Now, in this ever more complex world, we need to accept and apply the reality that we’re all in this together, like a family, interconnected and interdependent, and that we cannot afford to revert to a world of us against them.
It is the one great idea that is indispensable to realizing our full potential as a people.
This is true whether we are considering the sharing of the wealth in the economy of the richest nation on earth; deciding what we must do to relieve the economic and political oppression of people all over the world, or deliberating over how to join in protecting millions of Africans against the ravages of AIDS or the barbarism of war lords.
# # #
Each of us is presented with a choice to act or not to act in a way that will move the world in a different and better direction. A brilliant agnostic Chief Justice Oliver Wendell Holmes echoed Teilhard’s call for the vigorous involvement of all of us in the management of the world around us and added a warning. He said: “As life is action and passion we are required to share the passion and action of our time at the peril of being judged not to have lived.”
Teilhard would have augmented Holmes’ remarks with his promise of glorious attainment. “The day will come when after harnessing the wind, the mind, the tides and gravity, we shall harness for God the energies of love and on that day for the second time in the history of man we will have discovered fire.”

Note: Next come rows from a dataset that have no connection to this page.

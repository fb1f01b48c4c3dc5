use anyhow::{Context, Result};
use clap::Parser;
use live_agent_rs::{
    audio::{CpalMicrophoneProvider, CpalOutputProvider},
    catalog::StudyCatalog,
    config::{views_for, AgentConfiguration, ApiConfig, SpeechRate, SpeechRateControl, UserProfile, VoiceProfile, VIEWS},
    reconnect::ReconnectionPolicy,
    tools::{
        builtin::{register_builtin_tools, BuiltinCollaborators},
        collaborators::{CollaboratorError, NavigationTarget, Navigator},
        ToolDispatcher,
    },
    transport::WebSocketConnector,
    SessionComponents, SessionManager, SessionState,
};
use std::path::PathBuf;
use std::sync::Arc;
use tokio::io::{AsyncBufReadExt, BufReader};

#[derive(Parser, Debug)]
#[command(name = "live-agent", about = "Real-time voice tutor over a live speech connection")]
struct Args {
    /// Prebuilt voice (Fenrir or Kore)
    #[arg(long, default_value = "Fenrir")]
    voice: VoiceProfile,

    /// Speech speed: slow, normal, fast (or 0.85, 1.0, 1.15)
    #[arg(long, default_value = "normal")]
    speed: SpeechRate,

    /// Extra instructions appended to the system instruction
    #[arg(long, default_value = "")]
    instructions: String,

    /// File with the text currently on the user's screen
    #[arg(long)]
    screen_context: Option<PathBuf>,

    /// JSON study catalog used for content lookup and table queries
    #[arg(long)]
    catalog: Option<PathBuf>,

    /// Pseudonym of the current user
    #[arg(long, default_value = "learner")]
    user: String,

    /// Input device name (default device if omitted)
    #[arg(long)]
    input_device: Option<String>,
}

/// Navigation has no screen to drive here, so it is printed
struct ConsoleNavigator;

impl Navigator for ConsoleNavigator {
    fn navigate(&self, target: NavigationTarget) -> Result<(), CollaboratorError> {
        println!(
            "🧭 → {}{}{}{}",
            target.view,
            target.id.map(|id| format!(" #{}", id)).unwrap_or_default(),
            target.sub_id.map(|id| format!("/{}", id)).unwrap_or_default(),
            target.term.map(|t| format!(" [{}]", t)).unwrap_or_default()
        );
        Ok(())
    }
}

#[tokio::main]
async fn main() -> Result<()> {
    env_logger::init();
    log::info!("🚀 Initializing live-agent");

    let args = Args::parse();
    let api = ApiConfig::load().context("Failed to load API configuration")?;
    let model = api.model.clone();

    let catalog = match &args.catalog {
        Some(path) => StudyCatalog::load(path).with_context(|| format!("Failed to load catalog {}", path.display()))?,
        None => StudyCatalog::default(),
    };
    let catalog = Arc::new(catalog);

    let screen_context = match &args.screen_context {
        Some(path) => Some(
            std::fs::read_to_string(path).with_context(|| format!("Failed to read {}", path.display()))?,
        ),
        None => None,
    };

    let user = UserProfile {
        pseudonym: args.user.clone(),
        level: 1,
        xp: 0,
    };
    let config = AgentConfiguration {
        voice: args.voice,
        speech_rate: args.speed,
        custom_instructions: args.instructions.clone(),
        screen_context,
        available_views: views_for(Some(&user)),
        user_profile: Some(user),
    };

    let speech_rate = SpeechRateControl::new(config.speech_rate);
    let mut tools = ToolDispatcher::new();
    register_builtin_tools(
        &mut tools,
        BuiltinCollaborators {
            navigator: Arc::new(ConsoleNavigator),
            lookup: catalog.clone(),
            data: catalog,
            views: VIEWS.iter().map(|v| v.to_string()).collect(),
            speech_rate: speech_rate.clone(),
        },
    );
    log::info!("🔧 {} tools registered", tools.len());

    let components = SessionComponents::new(
        Arc::new(WebSocketConnector::new(api)),
        Arc::new(CpalMicrophoneProvider::new(args.input_device.clone())),
        Arc::new(CpalOutputProvider),
        Arc::new(tools),
    )
    .with_speech_rate(speech_rate)
    .with_policy(ReconnectionPolicy::default())
    .with_model(model);

    let mut session = SessionManager::new(components);
    session.on_state_change(|state| println!("📶 {}", state));
    let mut states = session.subscribe();
    session.start(config)?;

    println!("🎧 Talk to the tutor. Commands: m = toggle mute, p = stop agent speech, q = quit");
    let mut stdin = BufReader::new(tokio::io::stdin()).lines();

    loop {
        tokio::select! {
            _ = tokio::signal::ctrl_c() => {
                println!("\n🛑 Ctrl+C received");
                break;
            }
            changed = states.changed() => {
                if changed.is_err() {
                    break;
                }
                let state = *states.borrow();
                if matches!(state, SessionState::Error | SessionState::Disconnected) {
                    println!("❌ Session ended ({})", state);
                    break;
                }
            }
            line = stdin.next_line() => {
                match line.context("Failed to read stdin")?.as_deref().map(str::trim) {
                    Some("m") => {
                        let muted = !session.is_muted();
                        session.set_muted(muted);
                        println!("{}", if muted { "🔇 Muted" } else { "🎤 Unmuted" });
                    }
                    Some("p") => session.stop_speech(),
                    Some("q") | None => break,
                    Some("") => {}
                    Some(other) => println!("Unknown command: {}", other),
                }
            }
        }
    }

    session.stop().await;
    let stats = session.capture_stats();
    log::info!(
        "👋 Bye ({} frames sent, {} dropped muted, {} dropped under backpressure)",
        stats.frames_sent,
        stats.dropped_muted,
        stats.dropped_backpressure
    );
    Ok(())
}
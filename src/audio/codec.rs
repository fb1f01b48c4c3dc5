//! Wire format for audio: mono 16-bit little-endian linear PCM, base64 framed.
//!
//! Microphone audio goes out at 16 kHz, synthesized speech comes back at 24 kHz.
//! The format is fixed; there is no negotiation.

use super::AudioError;
use base64::{engine::general_purpose::STANDARD, Engine};
use std::time::Duration;

pub const INPUT_SAMPLE_RATE: u32 = 16_000;
pub const OUTPUT_SAMPLE_RATE: u32 = 24_000;
pub const INPUT_MIME_TYPE: &str = "audio/pcm;rate=16000";

/// Samples per capture window handed to the encoder
pub const CAPTURE_WINDOW: usize = 4096;

const BYTES_PER_SAMPLE: usize = 2;

/// A block of s16le PCM bytes together with its format.
///
/// Fields are private so a frame cannot change after construction.
#[derive(Debug, Clone, PartialEq)]
pub struct AudioFrame {
    samples: Vec<u8>,
    sample_rate_hz: u32,
    channel_count: u16,
}

impl AudioFrame {
    pub fn new(samples: Vec<u8>, sample_rate_hz: u32, channel_count: u16) -> Result<Self, AudioError> {
        if sample_rate_hz == 0 || channel_count == 0 {
            return Err(AudioError::Config(format!(
                "Invalid frame format: {}Hz, {} channels",
                sample_rate_hz, channel_count
            )));
        }
        let frame_bytes = BYTES_PER_SAMPLE * channel_count as usize;
        if samples.len() % frame_bytes != 0 {
            return Err(AudioError::MalformedPcm(format!(
                "{} bytes is not a whole number of {}-byte frames",
                samples.len(),
                frame_bytes
            )));
        }
        Ok(Self {
            samples,
            sample_rate_hz,
            channel_count,
        })
    }

    pub fn samples(&self) -> &[u8] {
        &self.samples
    }

    pub fn sample_rate_hz(&self) -> u32 {
        self.sample_rate_hz
    }

    pub fn channel_count(&self) -> u16 {
        self.channel_count
    }

    /// Number of sample frames (one sample per channel)
    pub fn frame_count(&self) -> usize {
        self.samples.len() / (BYTES_PER_SAMPLE * self.channel_count as usize)
    }

    pub fn duration(&self) -> Duration {
        Duration::from_secs_f64(self.frame_count() as f64 / self.sample_rate_hz as f64)
    }

    pub fn is_empty(&self) -> bool {
        self.samples.is_empty()
    }
}

/// Stateless encoder/decoder between f32 samples and the wire representation
pub struct AudioFrameCodec;

impl AudioFrameCodec {
    /// Convert normalized f32 microphone samples into a 16 kHz mono frame
    pub fn encode_samples(samples: &[f32]) -> AudioFrame {
        let mut bytes = Vec::with_capacity(samples.len() * BYTES_PER_SAMPLE);
        for &sample in samples {
            // Symmetric scaling, clamped so +1.0 does not wrap to i16::MIN
            let value = (sample.clamp(-1.0, 1.0) * 32768.0).clamp(-32768.0, 32767.0) as i16;
            bytes.extend_from_slice(&value.to_le_bytes());
        }
        AudioFrame {
            samples: bytes,
            sample_rate_hz: INPUT_SAMPLE_RATE,
            channel_count: 1,
        }
    }

    /// Base64 payload for the `data` field of an outbound media message
    pub fn to_wire(frame: &AudioFrame) -> String {
        STANDARD.encode(frame.samples())
    }

    /// Parse an inbound base64 payload into a frame of the given format
    pub fn from_wire(data: &str, sample_rate_hz: u32, channel_count: u16) -> Result<AudioFrame, AudioError> {
        let bytes = STANDARD
            .decode(data.trim())
            .map_err(|e| AudioError::Base64Decode(e.to_string()))?;
        AudioFrame::new(bytes, sample_rate_hz, channel_count)
    }

    /// Decode a frame into normalized f32 samples (interleaved if multichannel)
    pub fn decode_pcm(frame: &AudioFrame) -> Vec<f32> {
        frame
            .samples()
            .chunks_exact(BYTES_PER_SAMPLE)
            .map(|c| i16::from_le_bytes([c[0], c[1]]) as f32 / 32768.0)
            .collect()
    }
}
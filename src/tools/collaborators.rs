//! Host application services the built-in tools act on.
//!
//! These are only ever called from tool handlers.

use async_trait::async_trait;
use serde::{Deserialize, Serialize};
use serde_json::Value;
use thiserror::Error;

#[derive(Error, Debug, Clone, PartialEq)]
pub enum CollaboratorError {
    #[error("Query failed: {0}")]
    Query(String),
    #[error("Unavailable: {0}")]
    Unavailable(String),
    #[error("Navigation failed: {0}")]
    Navigation(String),
}

/// Read access to the platform's data tables
#[async_trait]
pub trait DataQuery: Send + Sync {
    async fn query(&self, resource: &str) -> Result<Vec<Value>, CollaboratorError>;
}

/// Where the host should take the user
#[derive(Debug, Clone, PartialEq, Eq, Default)]
pub struct NavigationTarget {
    pub view: String,
    pub id: Option<String>,
    pub sub_id: Option<String>,
    pub term: Option<String>,
}

/// Moves the host UI to another view
pub trait Navigator: Send + Sync {
    fn navigate(&self, target: NavigationTarget) -> Result<(), CollaboratorError>;
}

/// A piece of study content located by name
#[derive(Debug, Clone, PartialEq, Eq, Serialize, Deserialize)]
pub struct ContentRef {
    pub id: String,
    pub name: String,
}

/// Finds content by (partial) name within a view
#[async_trait]
pub trait ContentLookup: Send + Sync {
    async fn find(&self, view: &str, search_term: &str) -> Result<Option<ContentRef>, CollaboratorError>;
}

I wish I had a recording right now of a lot of people’s one favorite piece of music.
Reflecting on Teilhard’s vision and importunings, it’s easy to hear in the background Beethoven’s wonderful message to humanity which was his 9th Symphony.
With it’s unforgettable ending….
The single moral principle he wanted to share was the need to see the world as a family. Listen to it again. It begins dark and threatening; disaster and confusion loom because of clashes of will, misunderstanding and alienation. It moves into the frenetic hunt for resolution seeking an answer that will comfort and reassure humanity.
Then in the final movement it swiftly presents again the initial picture of disunity and discord, only to dissolve into the Ode to Joy, using the words of Friedrich Von Schiller’s poem, ending in ecstatic jubilation – the chorus rejoicing at the convergence of the world’s people through maturity, brotherhood … and love!
Simple, and simply wonderful!
Conclusion
So, “Who or What is God?”
I have grown old enough to understand the vanity of trying to define fully the infinite and eternal.
But I also understand that I’m not required to eliminate any possibilities just because my intellect is not acute enough to make them irresistible.
In the end, I can choose to believe – and call it “faith” if I must – if that promises me meaningfulness.
So, it may not be easy to understand Teilhard or believe that God commits us to the endless task of seeking improvement of the world around us, knowing that fulfillment is an eternity away.
But it’s better than the anguish of fearing futility.
Better than the emptiness of despair.
And capable of bringing meaning to our most modest and clumsy efforts.
That’s a useful consolation for any of us still struggling to believe.